VALORISATION DES COMPÉTENCES

Signalons tout de même que l’Observatoire de la responsabilité sociétale des entreprises (Orse) a publié, en septembre 2014, un état des lieux des recherches et des initiatives – du niveau national jusqu’à celui de l’entreprise – en faveur de la valorisation des compétences syndicales. Manifestement, le thème progresse. Ainsi, la branche des sociétés d’assistance vient de signer un accord novateur dans ce domaine (lire p. 23). La fédération chimie-énergie de la CFDT développe l’accompagnement de ses militants pour mieux faire reconnaître leur valeur dans leur entreprise. La CFE-CGC travaille avec le Cnam sur un référentiel de compétences syndicales. Des entreprises (Areva, BPCE [lire p. 24], Casino, Orange [lire p. 22]) accompagnent les parcours de leurs représentants du personnel. Environ 500 syndicalistes d’une trentaine d’entreprises ont suivi une formation dédiée à Sciences Po.

RÉSISTANCES

Mais l’étude de l’Orse souligne également les freins à la reconnaissance de l’expérience syndicale : le conservatisme des directions, la réticence de certains syndicats à considérer l’engagement comme une profession – même si, pour d’autres, la promesse d’un parcours non pénalisant devient au contraire un argument de recrutement (lire le témoignage ci-contre) –, les limites de la VAE syndicale et, bien sûr, les discriminations et les préjugés à l’encontre des syndicalistes. C’est là qu’intervient une autre découverte intéressante des deux chercheurs de l’École d’économie de Paris. Ils suggèrent que la négociation sur le droit syndical a une incidence positive sur la discrimination salariale affectant les syndiqués. Autrement dit, l’obligation de négocier, instaurée en 2008, a eu des effets mesurables, alors même que toutes les entreprises ne s’y sont pas conformées, loin s’en faut (46 % selon les deux chercheurs). Dès lors, « rendre effective l’obligation de négocier est une piste intéressante pour les pouvoirs publics », analyse Thomas Breda. C’est déjà en instaurant une pénalité financière que les pouvoirs publics ont fait décoller la négociation sur l’égalité professionnelle…
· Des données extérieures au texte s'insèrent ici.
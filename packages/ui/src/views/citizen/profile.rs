use api::ViewState;
use dioxus::prelude::*;

use super::CITIZEN;
use crate::records::{use_record, Notice};
use crate::views::ProfileCard;

#[component]
pub fn CitizenProfileView() -> Element {
    let profile = use_record(CITIZEN, |client| async move {
        client.citizen().profile().await
    });

    let state = profile.read();
    match &*state {
        ViewState::Ready(profile) => rsx! {
            ProfileCard { title: "My Profile", rows: profile.rows() }
        },
        other => rsx! {
            div {
                class: "view-page",
                Notice { text: other.notice().unwrap_or("Loading...").to_string() }
            }
        },
    }
}
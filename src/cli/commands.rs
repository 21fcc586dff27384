use std::io::{self, IsTerminal};
use std::path::PathBuf;

use anyhow::{Context, Result, bail};
use clap::{Parser, Subcommand};
use tracing::debug;

use super::shell::Shell;
use crate::config::Settings;
use crate::converter::UnitRegistry;
use crate::models::{Category, HistoryEntry};
use crate::utils::init_logging;

#[derive(Parser)]
#[command(name = "unit-converter")]
#[command(version)]
#[command(about = "Convert values between units of length, weight, temperature and more", long_about = None)]
pub struct Cli {
    /// Settings file to use instead of the default location
    #[arg(long, global = true, value_name = "PATH")]
    pub config: Option<PathBuf>,

    /// Decimals to show in results (overrides the settings file)
    #[arg(long, global = true, value_name = "N")]
    pub precision: Option<usize>,

    /// Log debug output to stderr
    #[arg(short, long, global = true)]
    pub verbose: bool,

    #[command(subcommand)]
    pub command: Option<Commands>,
}

#[derive(Subcommand)]
pub enum Commands {
    /// Convert a single value and exit
    Convert {
        #[arg(allow_negative_numbers = true)]
        value: f64,
        from: String,
        to: String,
        /// Category to convert in (inferred from the units if omitted)
        #[arg(short, long)]
        category: Option<Category>,
        /// Print the result as JSON
        #[arg(long)]
        json: bool,
    },
    /// List the unit categories
    Categories,
    /// List the units of a category
    Units { category: Category },
    /// Start the interactive shell (the default)
    Shell,
}

pub fn run() -> Result<()> {
    let cli = Cli::parse();
    init_logging(cli.verbose)?;

    let mut settings = Settings::load(cli.config.as_deref())?;
    if cli.precision.is_some() {
        settings.precision = cli.precision;
    }
    debug!(?settings, "Resolved settings");

    match cli.command {
        Some(Commands::Convert { value, from, to, category, json }) => {
            convert_once(&settings, value, &from, &to, category, json)?;
        }
        Some(Commands::Categories) => {
            for category in UnitRegistry::new().categories() {
                println!("{}", category);
            }
        }
        Some(Commands::Units { category }) => {
            let registry = UnitRegistry::new();
            let units = registry.units(category);
            if units.is_empty() {
                println!(
                    "No built-in units in {}; custom units exist only inside a shell session",
                    category
                );
            }
            for unit in units {
                println!("{}", unit);
            }
        }
        Some(Commands::Shell) | None => run_shell(&settings)?,
    }

    Ok(())
}

fn convert_once(
    settings: &Settings,
    value: f64,
    from: &str,
    to: &str,
    category: Option<Category>,
    json: bool,
) -> Result<()> {
    let registry = UnitRegistry::new();
    let Some(category) = category.or_else(|| registry.find_category(from, to)) else {
        bail!("No category contains both '{}' and '{}'", from, to);
    };

    let from = registry.resolve_unit(category, from).unwrap_or(from);
    let to = registry.resolve_unit(category, to).unwrap_or(to);
    let converted = registry.convert(category, value, from, to)?;
    let entry = HistoryEntry::new(category, value, from, converted, to, settings.precision);

    if json {
        let output =
            serde_json::to_string(&entry).context("Failed to serialize conversion result")?;
        println!("{}", output);
    } else {
        println!("{}", entry.display);
    }

    Ok(())
}

fn run_shell(settings: &Settings) -> Result<()> {
    let stdin = io::stdin();
    let interactive = stdin.is_terminal();
    let mut stdout = io::stdout().lock();

    Shell::new(settings).with_prompt(interactive).run(stdin.lock(), &mut stdout)
}
fn main() -> anyhow::Result<()> {
    unit_converter::cli::run()
}
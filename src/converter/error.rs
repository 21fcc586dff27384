use thiserror::Error;

use crate::models::Category;

/// Failures of a single conversion or custom-unit registration.
///
/// None of these are fatal: the caller reports them and the session continues
/// with its history and custom table untouched.
#[derive(Error, Debug, Clone, PartialEq)]
pub enum ConversionError {
    #[error(
        "Unknown category: '{0}' (valid categories: Length, Weight, Temperature, Time, Speed, Energy, Custom)"
    )]
    UnknownCategory(String),

    #[error("Unknown unit '{unit}' in category {category}")]
    UnknownUnit { category: Category, unit: String },

    #[error("Unsupported temperature unit: '{0}' (expected Celsius, Fahrenheit or Kelvin)")]
    UnsupportedUnit(String),

    #[error("Invalid custom unit: {0}")]
    InvalidCustomUnitInput(String),

    #[error(
        "Cannot convert '{from}' to '{to}': they are defined relative to different base units ('{from_anchor}' and '{to_anchor}')"
    )]
    IncompatibleCustomUnits { from: String, to: String, from_anchor: String, to_anchor: String },

    #[error("Value must be a finite number, got {0}")]
    NonFiniteValue(f64),
}

pub type ConversionResult<T> = Result<T, ConversionError>;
Gabriel Artero négocie l’avenir des élus CFE-CGC avec les DRH

J’ai commencé il y a six ou sept ans et ça marche de mieux en mieux ! » Gabriel Artero, secrétaire général CFE-CGC de la métallurgie, rend visite, tous les deux ans, aux DRH des entreprises où des militants occupent des mandats “lourds” : comité central d’entreprise, comité de groupe, comité européen. Il discute de leur avenir post-mandat dans l’entreprise : « Rien n’est écrit. Tout fonctionne sur la confiance. Nous discutons profils, compétences, potentiel, trajectoire, sortie de la responsabilité syndicale. » Gabriel Artero croit davantage à ces discussions en direct qu’à d’éventuels référentiels de compétences syndicales établissant des correspondances avec des compétences professionnelles. « En Allemagne, je vous dirais oui. En France, ce n’est pas notre culture. » C’est en suivant cette méthode que, par exemple, Alain Champigneux, après vingt et un ans de syndicalisme comme administrateur salarié CFE-CGC chez Renault, est devenu, il y a deux ans, directeur adjoint de la direction de l’éthique de l’entreprise. Gabriel Artero demande à ses syndicats de terrain de s’occuper avec le même soin des délégués syndicaux d’entreprise : « Sans l’assurance de ces trajectoires de carrière, il n’est pas pensable d’intéresser un jeune de 35 ans à ce genre de mandat exigeant, exposé, public, où il n’y a a priori que des coups à prendre », explique-t-il.